How to Choose a Wedding Photographer

Photography can be quite a large expense (around 10% of the wedding budget) and these photos capture your whole wedding day, including details you might miss. You want to make sure you’re getting quality photos, from a reliable photographer.

The last thing you need is a photographer not showing up or cancelling at the last minute or the camera breaking so you don’t get any decent photos.

What can you do to protect yourself? To make sure you get a reliable photographer and can feel calm that you don’t need to worry?

My friend and amazing photographer, Paula, from Ollievision, offers these words of advice:

The photographer needs to have two cameras, as even an experienced photographer can have a camera stop working on them, and if that’s during a part of the day that can’t be repeated (e.g. the ceremony), you want to know they can just pick up their other camera and continue shooting. Likewise, an additional flash is a must. If it is an evening event, the flash is crucial and if that stops working, you will have no usable photos.

Photo: Ollievision

When choosing a photographer, what should you look out for?

  • Ask to see three full weddings that they have photographed, ask for the client logins for the client photo galleries.
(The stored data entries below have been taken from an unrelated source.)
//! A single remote resource with lazy, memoized delivery.
//!
//! # Design
//! A `RemoteObject` is an explicit state machine:
//!
//! ```text
//! Pending(url) --deliver--> Delivered --delete--> Deleted
//! Constructed  --save-----> Delivered
//! ```
//!
//! Reading a field or the identity of a pending object delivers it first,
//! exactly once; later reads never go back to the network until [`reset`] is
//! called. Delivery state lives on the instance and is not synchronized, so an
//! object belongs to one thread of control at a time.
//!
//! Mutations carry the version captured by the last successful delivery as
//! `originalVersionId`. A stale token comes back as `Conflict`, which is
//! returned as-is: the caller decides whether to re-fetch and retry.
//!
//! [`reset`]: RemoteObject::reset

use std::sync::Arc;

use serde_json::{Map, Value};
use tracing::debug;
use url::Url;

use crate::classify::{excerpt, Outcome};
use crate::client::{ApiClient, Exchange};
use crate::credentials::Credentials;
use crate::error::{BadResponse, FieldError, ResourceError};
use crate::fields::{unwrap_one, Fields, Schema, IDENTITY_KEY};
use crate::http::HttpMethod;
use crate::identity::ResourceIdentity;

/// Name of the optimistic concurrency parameter sent with mutations.
pub const VERSION_PARAM: &str = "originalVersionId";

#[derive(Debug, Clone, Copy, PartialEq, Eq)]
pub enum DeliveryState {
    /// Known by URL, not fetched yet.
    Pending,
    /// Built from field values, never persisted.
    Constructed,
    Delivered,
    Deleted,
}

#[derive(Debug, Clone)]
pub struct RemoteObject {
    client: ApiClient,
    schema: Arc<Schema>,
    auth: Option<Arc<Credentials>>,
    state: DeliveryState,
    request_url: Option<Url>,
    fields: Fields,
    identity: ResourceIdentity,
}

impl RemoteObject {
    pub(crate) fn pending(client: ApiClient, schema: Arc<Schema>, url: Url) -> Self {
        Self {
            client,
            schema,
            auth: None,
            state: DeliveryState::Pending,
            request_url: Some(url),
            fields: Fields::default(),
            identity: ResourceIdentity::unknown(),
        }
    }

    pub(crate) fn constructed<I, K>(
        client: ApiClient,
        schema: Arc<Schema>,
        values: I,
    ) -> Result<Self, FieldError>
    where
        I: IntoIterator<Item = (K, Value)>,
        K: AsRef<str>,
    {
        let mut fields = Fields::default();
        for (name, value) in values {
            let name = client.field_name(name.as_ref());
            let value = schema.coerce_field(name, value)?;
            fields.insert(name, value);
        }
        Ok(Self {
            client,
            schema,
            auth: None,
            state: DeliveryState::Constructed,
            request_url: None,
            fields,
            identity: ResourceIdentity::unknown(),
        })
    }

    /// An already delivered entry hydrated from a normalized sub-payload.
    pub(crate) fn from_payload(
        client: ApiClient,
        schema: Arc<Schema>,
        auth: Option<Arc<Credentials>>,
        payload: &Map<String, Value>,
    ) -> Result<Self, ResourceError> {
        let mut object = Self {
            client,
            schema,
            auth,
            state: DeliveryState::Pending,
            request_url: None,
            fields: Fields::default(),
            identity: ResourceIdentity::unknown(),
        };
        object.hydrate(payload)?;
        object.request_url = object.identity.location().cloned();
        object.state = DeliveryState::Delivered;
        Ok(object)
    }

    /// Sends these credentials with every request this object makes.
    pub fn with_auth(mut self, auth: Arc<Credentials>) -> Self {
        self.auth = Some(auth);
        self
    }

    pub fn auth(&self) -> Option<&Arc<Credentials>> {
        self.auth.as_ref()
    }

    pub fn schema(&self) -> &Arc<Schema> {
        &self.schema
    }

    pub fn type_name(&self) -> &str {
        self.schema.type_name()
    }

    pub fn state(&self) -> DeliveryState {
        self.state
    }

    pub fn is_delivered(&self) -> bool {
        self.state == DeliveryState::Delivered
    }

    /// The URL this object was requested from or last delivered at.
    pub fn request_url(&self) -> Option<&Url> {
        self.request_url.as_ref()
    }

    /// Fetches the resource unless it is already delivered. Constructed and
    /// deleted objects have nothing to fetch. On failure the object stays
    /// pending and delivery can be retried.
    pub fn deliver(&mut self) -> Result<(), ResourceError> {
        if self.state != DeliveryState::Pending {
            return Ok(());
        }
        let url = self.request_url.clone().ok_or_else(|| self.not_delivered("deliver"))?;
        debug!(resource = self.type_name(), url = %url, "delivering");

        let exchange = self.client.execute(
            HttpMethod::Get,
            self.schema.is_cached(),
            &url,
            &[],
            self.auth.as_deref(),
            None,
            self.schema.type_name(),
        )?;

        match exchange.outcome {
            Outcome::Payload { body, .. } => {
                let body = self.client.normalize(body);
                let payload = self.extract(&body)?;
                self.hydrate(payload)?;
            }
            Outcome::NoContent => {
                self.fields.clear();
                self.identity = ResourceIdentity::unknown();
            }
            Outcome::Redirect { .. } => {
                return Err(ResourceError::BadResponse(BadResponse::TooManyRedirects {
                    resource: self.type_name().to_string(),
                    url: exchange.sent_url,
                }))
            }
        }
        self.request_url = Some(exchange.target);
        self.state = DeliveryState::Delivered;
        Ok(())
    }

    /// Forgets delivered data so the next access fetches again. Objects with
    /// no known URL are left alone.
    pub fn reset(&mut self) {
        if self.state != DeliveryState::Delivered {
            return;
        }
        if let Some(url) = self.target_url() {
            self.request_url = Some(url);
            self.fields.clear();
            self.identity = ResourceIdentity::unknown();
            self.state = DeliveryState::Pending;
        }
    }

    /// Reads one field, delivering first if needed. Accepts bare names or
    /// names carrying the configured namespace prefix.
    pub fn field(&mut self, name: &str) -> Result<Option<&Value>, ResourceError> {
        self.deliver()?;
        Ok(self.fields.get(self.client.field_name(name)))
    }

    pub fn field_str(&mut self, name: &str) -> Result<Option<&str>, ResourceError> {
        Ok(self.field(name)?.and_then(Value::as_str))
    }

    /// Reads a field without triggering delivery.
    pub fn peek_field(&self, name: &str) -> Option<&Value> {
        self.fields.get(self.client.field_name(name))
    }

    pub fn fields(&mut self) -> Result<&Fields, ResourceError> {
        self.deliver()?;
        Ok(&self.fields)
    }

    /// Sets a declared field, delivering first so the update starts from
    /// the server's state. `Value::Null` clears it.
    pub fn set_field(&mut self, name: &str, value: impl Into<Value>) -> Result<(), ResourceError> {
        if self.state == DeliveryState::Deleted {
            return Err(self.deleted("modify"));
        }
        self.deliver()?;
        let name = self.client.field_name(name);
        let value = self.schema.coerce_field(name, value.into())?;
        self.fields.insert(name, value);
        Ok(())
    }

    pub fn identity(&mut self) -> Result<&ResourceIdentity, ResourceError> {
        self.deliver()?;
        Ok(&self.identity)
    }

    pub fn id(&mut self) -> Result<Option<&str>, ResourceError> {
        Ok(self.identity()?.id())
    }

    pub fn version(&mut self) -> Result<Option<&str>, ResourceError> {
        Ok(self.identity()?.version())
    }

    pub fn location(&mut self) -> Result<Option<&Url>, ResourceError> {
        Ok(self.identity()?.location())
    }

    /// Creates (`POST` to the collection) a constructed object, or updates
    /// (`PUT` to its location with `originalVersionId`) a delivered one.
    pub fn save(&mut self) -> Result<(), ResourceError> {
        let mut form = self.fields.form_pairs();
        let (method, url) = match self.state {
            DeliveryState::Pending => return Err(self.not_delivered("save")),
            DeliveryState::Deleted => return Err(self.deleted("save")),
            DeliveryState::Constructed => {
                (HttpMethod::Post, self.client.resolve(self.schema.collection())?)
            }
            DeliveryState::Delivered => {
                let version = self.version_token("save")?;
                let url = self.target_url().ok_or_else(|| self.not_delivered("save"))?;
                form.push((VERSION_PARAM.to_string(), version));
                (HttpMethod::Put, url)
            }
        };
        debug!(resource = self.type_name(), method = method.as_str(), url = %url, "saving");

        let exchange = self.client.execute(
            method,
            false,
            &url,
            &[],
            self.auth.as_deref(),
            Some(form.as_slice()),
            self.schema.type_name(),
        )?;
        self.absorb_save(method, exchange)
    }

    fn absorb_save(&mut self, method: HttpMethod, exchange: Exchange) -> Result<(), ResourceError> {
        let Exchange {
            target,
            sent_url,
            status,
            reason,
            outcome,
        } = exchange;
        let header_location = |location: Option<&String>| -> Result<Option<Url>, ResourceError> {
            location
                .map(|loc| {
                    target.join(loc).map_err(|source| ResourceError::InvalidUri {
                        uri: loc.clone(),
                        source,
                    })
                })
                .transpose()
        };

        match outcome {
            Outcome::Payload { body, location } => {
                let body = self.client.normalize(body);
                let payload = self.extract(&body)?;
                self.hydrate(payload)?;
                self.request_url = match self.identity.location() {
                    Some(url) => Some(url.clone()),
                    None => header_location(location.as_ref())?.or(Some(target.clone())),
                };
                self.state = DeliveryState::Delivered;
            }
            Outcome::Redirect { location, .. } => {
                self.request_url = header_location(Some(&location))?;
                self.state = DeliveryState::Pending;
            }
            Outcome::NoContent if method == HttpMethod::Put => {
                // The server kept our fields but bumped the version; refetch
                // on next access to pick up the new token.
                self.request_url = Some(target);
                self.identity = ResourceIdentity::unknown();
                self.state = DeliveryState::Pending;
            }
            Outcome::NoContent => {
                return Err(ResourceError::BadResponse(BadResponse::MissingLocation {
                    status,
                    reason,
                    resource: self.type_name().to_string(),
                    url: sent_url,
                    body: String::new(),
                }));
            }
        }
        Ok(())
    }

    /// Deletes the resource server-side with `originalVersionId`, delivering
    /// a pending object first to learn its version. On success every field
    /// and the identity become unknown; on failure nothing changes.
    pub fn delete(&mut self) -> Result<(), ResourceError> {
        match self.state {
            DeliveryState::Constructed => return Err(self.not_delivered("delete")),
            DeliveryState::Deleted => return Err(self.deleted("delete")),
            DeliveryState::Pending => self.deliver()?,
            DeliveryState::Delivered => {}
        }
        let version = self.version_token("delete")?;
        let url = self.target_url().ok_or_else(|| self.not_delivered("delete"))?;
        debug!(resource = self.type_name(), url = %url, "deleting");

        self.client.execute(
            HttpMethod::Delete,
            false,
            &url,
            &[(VERSION_PARAM.to_string(), version)],
            self.auth.as_deref(),
            None,
            self.schema.type_name(),
        )?;

        self.fields.clear();
        self.identity = ResourceIdentity::unknown();
        self.request_url = None;
        self.state = DeliveryState::Deleted;
        Ok(())
    }

    fn target_url(&self) -> Option<Url> {
        self.identity
            .location()
            .or(self.request_url.as_ref())
            .cloned()
    }

    fn version_token(&self, operation: &'static str) -> Result<String, ResourceError> {
        self.identity
            .version()
            .map(str::to_string)
            .ok_or_else(|| ResourceError::MissingVersion {
                resource: self.type_name().to_string(),
                operation,
            })
    }

    /// Finds this type's payload inside a normalized response body: under
    /// its wrapper key, or the body itself if it carries an identity.
    fn extract<'b>(&self, body: &'b Value) -> Result<&'b Map<String, Value>, ResourceError> {
        let api_name = self.schema.api_name();
        if let Some(payload) = body.get(api_name).and_then(unwrap_one) {
            return Ok(payload);
        }
        match body.as_object() {
            Some(object) if object.contains_key(IDENTITY_KEY) => Ok(object),
            _ => Err(ResourceError::Field(FieldError::MissingWrapper {
                resource: self.type_name().to_string(),
                wrapper: api_name.to_string(),
                actual: excerpt(&body.to_string()),
            })),
        }
    }

    fn hydrate(&mut self, payload: &Map<String, Value>) -> Result<(), ResourceError> {
        let identity = ResourceIdentity::from_payload(
            self.schema.type_name(),
            payload,
            self.client.config().base_url(),
        )?;
        let fields = self.schema.coerce(payload)?;
        self.identity = identity;
        self.fields = fields;
        Ok(())
    }

    fn not_delivered(&self, operation: &'static str) -> ResourceError {
        ResourceError::NotDelivered {
            resource: self.type_name().to_string(),
            operation,
        }
    }

    fn deleted(&self, operation: &'static str) -> ResourceError {
        ResourceError::Deleted {
            resource: self.type_name().to_string(),
            operation,
        }
    }
}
If they are unable to do that, it might mean they have not done any weddings yet.
  • Check the quality of the photos they do show you – are there harsh flash shadows, burnt-out white areas with details missing, grainy appearance – often from over-correction of an exposure error, couples appearing dark when backlit by lights or windows, red dots on dark areas of the photos – these are all things a decent photographer can avoid with the photography and the processing afterwards.
  • Check they have a contract and they ask for a deposit. This works both ways and the contract is the written agreement that they are obliged to shoot your wedding and you are obliged to pay them.

Paula has had last-minute calls from brides where the photographer has let them down a week before or even on the wedding day itself! All the couples had the same thing in common – no contract and no deposit paid.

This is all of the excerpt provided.